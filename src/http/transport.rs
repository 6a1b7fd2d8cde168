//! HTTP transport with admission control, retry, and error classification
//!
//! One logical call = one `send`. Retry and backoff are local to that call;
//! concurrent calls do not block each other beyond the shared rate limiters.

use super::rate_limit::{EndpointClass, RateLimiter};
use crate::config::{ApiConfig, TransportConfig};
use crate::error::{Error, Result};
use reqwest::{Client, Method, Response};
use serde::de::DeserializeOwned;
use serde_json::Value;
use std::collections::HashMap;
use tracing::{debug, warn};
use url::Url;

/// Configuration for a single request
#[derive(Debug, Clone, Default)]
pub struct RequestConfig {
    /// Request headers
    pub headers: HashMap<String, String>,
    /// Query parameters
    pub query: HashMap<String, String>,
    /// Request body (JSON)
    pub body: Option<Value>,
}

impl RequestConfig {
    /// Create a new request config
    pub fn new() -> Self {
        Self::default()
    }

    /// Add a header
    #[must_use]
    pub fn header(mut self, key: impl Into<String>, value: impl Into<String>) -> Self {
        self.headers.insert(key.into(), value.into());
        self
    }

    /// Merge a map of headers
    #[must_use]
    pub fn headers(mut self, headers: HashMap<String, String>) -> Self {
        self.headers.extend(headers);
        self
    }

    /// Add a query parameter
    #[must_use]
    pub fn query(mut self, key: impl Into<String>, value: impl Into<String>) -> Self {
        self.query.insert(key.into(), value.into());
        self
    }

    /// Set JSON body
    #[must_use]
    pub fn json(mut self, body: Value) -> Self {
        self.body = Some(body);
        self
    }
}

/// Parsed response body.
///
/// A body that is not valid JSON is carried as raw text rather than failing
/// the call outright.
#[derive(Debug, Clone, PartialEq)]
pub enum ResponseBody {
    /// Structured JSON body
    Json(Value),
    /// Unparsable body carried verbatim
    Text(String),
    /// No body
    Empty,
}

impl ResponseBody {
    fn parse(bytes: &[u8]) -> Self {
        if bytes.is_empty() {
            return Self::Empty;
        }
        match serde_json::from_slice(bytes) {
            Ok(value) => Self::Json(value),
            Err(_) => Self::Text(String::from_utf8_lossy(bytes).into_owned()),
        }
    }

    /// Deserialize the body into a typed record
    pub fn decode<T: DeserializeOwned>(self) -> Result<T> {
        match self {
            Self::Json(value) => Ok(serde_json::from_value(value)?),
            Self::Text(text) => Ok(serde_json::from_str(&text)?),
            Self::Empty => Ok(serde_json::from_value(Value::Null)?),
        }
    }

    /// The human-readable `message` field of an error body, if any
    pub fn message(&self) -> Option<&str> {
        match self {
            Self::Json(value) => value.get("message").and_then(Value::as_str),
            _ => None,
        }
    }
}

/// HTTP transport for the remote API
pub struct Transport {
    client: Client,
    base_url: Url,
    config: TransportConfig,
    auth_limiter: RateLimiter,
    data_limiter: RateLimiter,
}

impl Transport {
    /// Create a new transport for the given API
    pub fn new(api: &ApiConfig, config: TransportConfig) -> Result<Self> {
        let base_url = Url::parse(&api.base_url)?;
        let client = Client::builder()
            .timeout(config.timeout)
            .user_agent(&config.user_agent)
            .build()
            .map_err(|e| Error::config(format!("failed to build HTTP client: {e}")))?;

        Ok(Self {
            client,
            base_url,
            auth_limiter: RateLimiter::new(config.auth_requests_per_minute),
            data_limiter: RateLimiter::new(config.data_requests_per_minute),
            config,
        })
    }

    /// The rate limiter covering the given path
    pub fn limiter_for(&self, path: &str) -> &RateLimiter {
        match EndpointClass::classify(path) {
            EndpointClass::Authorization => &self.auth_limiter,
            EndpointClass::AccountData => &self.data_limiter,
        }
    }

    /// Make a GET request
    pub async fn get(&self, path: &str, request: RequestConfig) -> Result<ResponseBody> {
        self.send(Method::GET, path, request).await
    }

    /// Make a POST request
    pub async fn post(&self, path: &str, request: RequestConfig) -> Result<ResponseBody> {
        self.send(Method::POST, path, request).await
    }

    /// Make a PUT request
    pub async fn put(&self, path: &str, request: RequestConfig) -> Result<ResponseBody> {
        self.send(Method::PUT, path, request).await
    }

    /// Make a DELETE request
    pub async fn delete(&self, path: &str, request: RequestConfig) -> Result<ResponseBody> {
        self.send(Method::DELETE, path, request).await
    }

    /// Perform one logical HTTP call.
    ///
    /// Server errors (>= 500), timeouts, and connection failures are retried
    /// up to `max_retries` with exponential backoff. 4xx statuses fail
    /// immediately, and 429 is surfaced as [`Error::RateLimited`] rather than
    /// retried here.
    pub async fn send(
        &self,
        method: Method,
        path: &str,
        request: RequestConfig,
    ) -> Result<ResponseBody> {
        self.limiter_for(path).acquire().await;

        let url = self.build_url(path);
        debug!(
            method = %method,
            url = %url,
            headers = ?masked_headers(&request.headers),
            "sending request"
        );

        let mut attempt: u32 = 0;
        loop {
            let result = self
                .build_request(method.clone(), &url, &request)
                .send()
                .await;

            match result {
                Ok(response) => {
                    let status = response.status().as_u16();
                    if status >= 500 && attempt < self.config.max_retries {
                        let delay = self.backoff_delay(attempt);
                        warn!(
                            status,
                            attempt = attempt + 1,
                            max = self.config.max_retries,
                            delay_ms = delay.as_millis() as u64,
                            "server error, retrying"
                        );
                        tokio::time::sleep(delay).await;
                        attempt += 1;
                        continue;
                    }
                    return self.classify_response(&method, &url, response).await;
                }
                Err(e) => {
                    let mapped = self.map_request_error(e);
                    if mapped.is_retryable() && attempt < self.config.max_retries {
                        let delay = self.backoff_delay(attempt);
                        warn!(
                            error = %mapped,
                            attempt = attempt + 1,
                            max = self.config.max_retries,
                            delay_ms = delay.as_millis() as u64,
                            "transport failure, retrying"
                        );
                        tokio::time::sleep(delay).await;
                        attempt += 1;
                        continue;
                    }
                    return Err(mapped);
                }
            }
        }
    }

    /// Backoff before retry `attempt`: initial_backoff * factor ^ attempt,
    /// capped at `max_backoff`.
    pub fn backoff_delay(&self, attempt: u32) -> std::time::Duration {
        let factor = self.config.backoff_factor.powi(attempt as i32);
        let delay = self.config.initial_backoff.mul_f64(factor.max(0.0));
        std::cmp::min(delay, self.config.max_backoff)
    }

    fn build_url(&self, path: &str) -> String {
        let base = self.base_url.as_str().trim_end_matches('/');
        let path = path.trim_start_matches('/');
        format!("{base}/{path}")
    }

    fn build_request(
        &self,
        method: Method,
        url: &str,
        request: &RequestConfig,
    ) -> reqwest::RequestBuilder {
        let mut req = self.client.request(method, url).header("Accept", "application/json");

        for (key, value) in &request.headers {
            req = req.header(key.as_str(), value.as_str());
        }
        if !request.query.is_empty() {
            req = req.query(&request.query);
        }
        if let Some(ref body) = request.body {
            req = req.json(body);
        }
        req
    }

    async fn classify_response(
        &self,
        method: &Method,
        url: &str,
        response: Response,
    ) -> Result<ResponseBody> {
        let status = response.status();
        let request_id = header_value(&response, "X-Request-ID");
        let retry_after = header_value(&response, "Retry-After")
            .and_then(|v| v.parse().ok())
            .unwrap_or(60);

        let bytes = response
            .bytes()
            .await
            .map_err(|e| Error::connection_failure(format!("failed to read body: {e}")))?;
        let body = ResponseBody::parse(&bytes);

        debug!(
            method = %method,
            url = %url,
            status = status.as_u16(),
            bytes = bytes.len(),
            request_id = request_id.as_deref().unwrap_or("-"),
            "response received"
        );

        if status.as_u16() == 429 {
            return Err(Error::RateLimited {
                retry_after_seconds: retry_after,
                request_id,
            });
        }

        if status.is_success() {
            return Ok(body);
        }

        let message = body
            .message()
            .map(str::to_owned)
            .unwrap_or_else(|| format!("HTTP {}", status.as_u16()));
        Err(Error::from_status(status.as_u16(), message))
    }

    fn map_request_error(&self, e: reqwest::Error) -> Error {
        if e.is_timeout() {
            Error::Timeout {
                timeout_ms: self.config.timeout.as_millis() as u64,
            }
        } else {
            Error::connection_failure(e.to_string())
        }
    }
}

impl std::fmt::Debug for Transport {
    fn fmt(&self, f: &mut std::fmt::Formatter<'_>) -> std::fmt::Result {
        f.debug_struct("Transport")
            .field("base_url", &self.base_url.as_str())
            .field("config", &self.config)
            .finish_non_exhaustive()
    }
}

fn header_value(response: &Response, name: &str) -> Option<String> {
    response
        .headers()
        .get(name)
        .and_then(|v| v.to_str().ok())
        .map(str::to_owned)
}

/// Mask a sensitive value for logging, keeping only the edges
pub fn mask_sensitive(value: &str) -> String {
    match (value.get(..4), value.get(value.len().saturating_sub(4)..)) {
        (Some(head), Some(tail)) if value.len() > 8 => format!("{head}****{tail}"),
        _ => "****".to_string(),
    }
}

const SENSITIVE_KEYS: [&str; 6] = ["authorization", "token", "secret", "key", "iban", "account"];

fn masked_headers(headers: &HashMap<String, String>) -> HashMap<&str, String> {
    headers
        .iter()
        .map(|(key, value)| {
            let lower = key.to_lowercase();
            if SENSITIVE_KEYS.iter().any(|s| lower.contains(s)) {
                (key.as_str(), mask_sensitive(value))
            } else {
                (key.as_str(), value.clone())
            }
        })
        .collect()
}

Exercise requirements:
Give the count of lines in the entries above that hold the word "Make", with no other words.

Result:
4